Blog TBV-2

In 1981 I represented Matrox - the Canadian computer and display manufacturer - in Denmark. I visited their facility in Montreal. They had just developed a frame store with a resolution of 256 by 256 and 4 bit pr. pixel.

They also developed a matching A/D converter to connect to a camera, so you could capture, store and display an image. The computer was based on Z80 with 64 Kbyte memory, and it had floppy disk drives – the big ones – where you could store the image. It was in a big blue box named MAX 10, and it sounded like a jet engine.

40 years celebration of the first industrial vision system

This system was exhibited at a computer show in Copenhagen in 1982. It really gathered a crowd. I placed a matchstick in the spacebar, and the system continuously caught and displayed images. Everyone was waving at the camera, and looked at the frozen B/W low resolution picture. That was never seen before !

Ole Hansen, an engineer from NKT, came by and asked if the image was stored in RAM, and if we could measure geometry in the image. Yes. It could be programmed to measure the grey level in each pixel.

What if you placed a nail, 130 mm long as used in the building industry, under the camera, could we then measure how straight it was. And if it had a pointed end, and that the head of the nail had the right shape?

Yes, that seem to be a good idea! ….. and I believed that would be possible.

After the exhibition Ole called me, and asked if I could make a paid preliminary investigation. I was quit willing to do that.

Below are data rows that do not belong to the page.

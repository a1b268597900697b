//! The seam between the engine and whatever actually renders.
//!
//! The core never touches a DOM: it asks a [`ViewAdapter`] to fade a region,
//! insert an element, or swap text, and learns about asynchronous completion
//! through callbacks. Handles are opaque; only the adapter that minted them
//! can interpret them.

use std::time::Duration;

use crate::catalog::ImageRecord;
use crate::config::Easing;

pub mod headless;

/// Opaque handle to a named visual area (image, carousel, title, caption).
#[derive(Debug, Clone, Copy, PartialEq, Eq, Hash)]
pub struct RegionHandle(pub u64);

/// Opaque handle to a single element inside a region.
#[derive(Debug, Clone, Copy, PartialEq, Eq, Hash)]
pub struct ElementHandle(pub u64);

/// Continuation invoked once an asynchronous view operation settles.
pub type Completion = Box<dyn FnOnce() + Send>;

/// Trigger bound to a carousel entry.
pub type ClickHandler = Box<dyn Fn() + Send + Sync>;

/// Rendering capability consumed by the engine and region synchronizers.
///
/// Fades report completion through their callback; a zero duration may
/// complete inline. `remove_all_children` must invoke its callback exactly
/// once, synchronously when the region is already empty. Image elements are
/// created fully transparent so the engine controls the fade-in.
pub trait ViewAdapter: Send + Sync {
    fn fade_to(
        &self,
        region: RegionHandle,
        opacity: f32,
        easing: Easing,
        duration: Duration,
        on_complete: Completion,
    );

    /// Immediate opacity set, no animation.
    fn set_opacity(&self, region: RegionHandle, opacity: f32);

    fn insert_element(&self, region: RegionHandle, element: ElementHandle);

    fn remove_all_children(&self, region: RegionHandle, on_complete: Completion);

    fn has_children(&self, region: RegionHandle) -> bool;

    fn set_text(&self, region: RegionHandle, text: &str);

    /// Create an image element, optionally wrapped in a link.
    fn create_image_element(&self, url: &str, alt: &str, link: Option<&str>) -> ElementHandle;

    /// Create a thumbnail entry with a bound click trigger.
    fn create_carousel_entry(
        &self,
        record: &ImageRecord,
        index: usize,
        on_click: ClickHandler,
    ) -> ElementHandle;

    /// Clear `class` from every entry, then set it on `entries[active]`.
    fn mark_active(&self, entries: &[ElementHandle], active: Option<usize>, class: &str);

    /// Position of the entry currently carrying `class`, if any.
    fn active_entry(&self, entries: &[ElementHandle], class: &str) -> Option<usize>;

    /// Best-effort, fire-and-forget image preload.
    fn preload_image(&self, url: &str);
}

The study was ordered and I started looking at it.

What had I got myself into? - - well actually the start of the vision industry, where I have now been for the last 40 years.

In 1982 CCD cameras did not exist. The cameras were vacuum tubes, using magnetic scanning. The images were not stable, or geometrically correct, and they also drifted with temperature. I solved this by placing a straight metal ruler near the nail in front of the backlighting, and adjusted the optical center to be exactly between the nail and the ruler.

The resolution was about 0,8 mm pr. pixel and the pixels were clearly visible in the 256 x 256 format. The pixels were not square, as the camera image was in the old 3:4 television format.

I placed the nail and reference ruler at an angle to get good steps, like 10 pixels in the X direction for 1 pixel in the Y direction. The program should measure the number of steps in the Y direction when scanning in the X direction. The steps in Y should be uniform over the entire nail if the nail was straight.




A straight nail showed quite a deviation over the scanned area, but so did the ruler near the nail. It was then a question of designing the program so it measured the difference between the ruler and the nail.

It looked feasible, and we got the order.

I needed an assembler programmer and hired Jesper Nilausen who programmed the system in a couple of weeks. It is probably the best paid vision project ever !

The system was delivered and obtained the desired accuracy of 0.1 mm. This was 8 times better than the pixel size.

It was a high-risk project in a completely new territory, there wasn’t even a name for the technology. We were the first to make an industrial vision system in Denmark and probably in Europe. I have never heard of a system from before 1982.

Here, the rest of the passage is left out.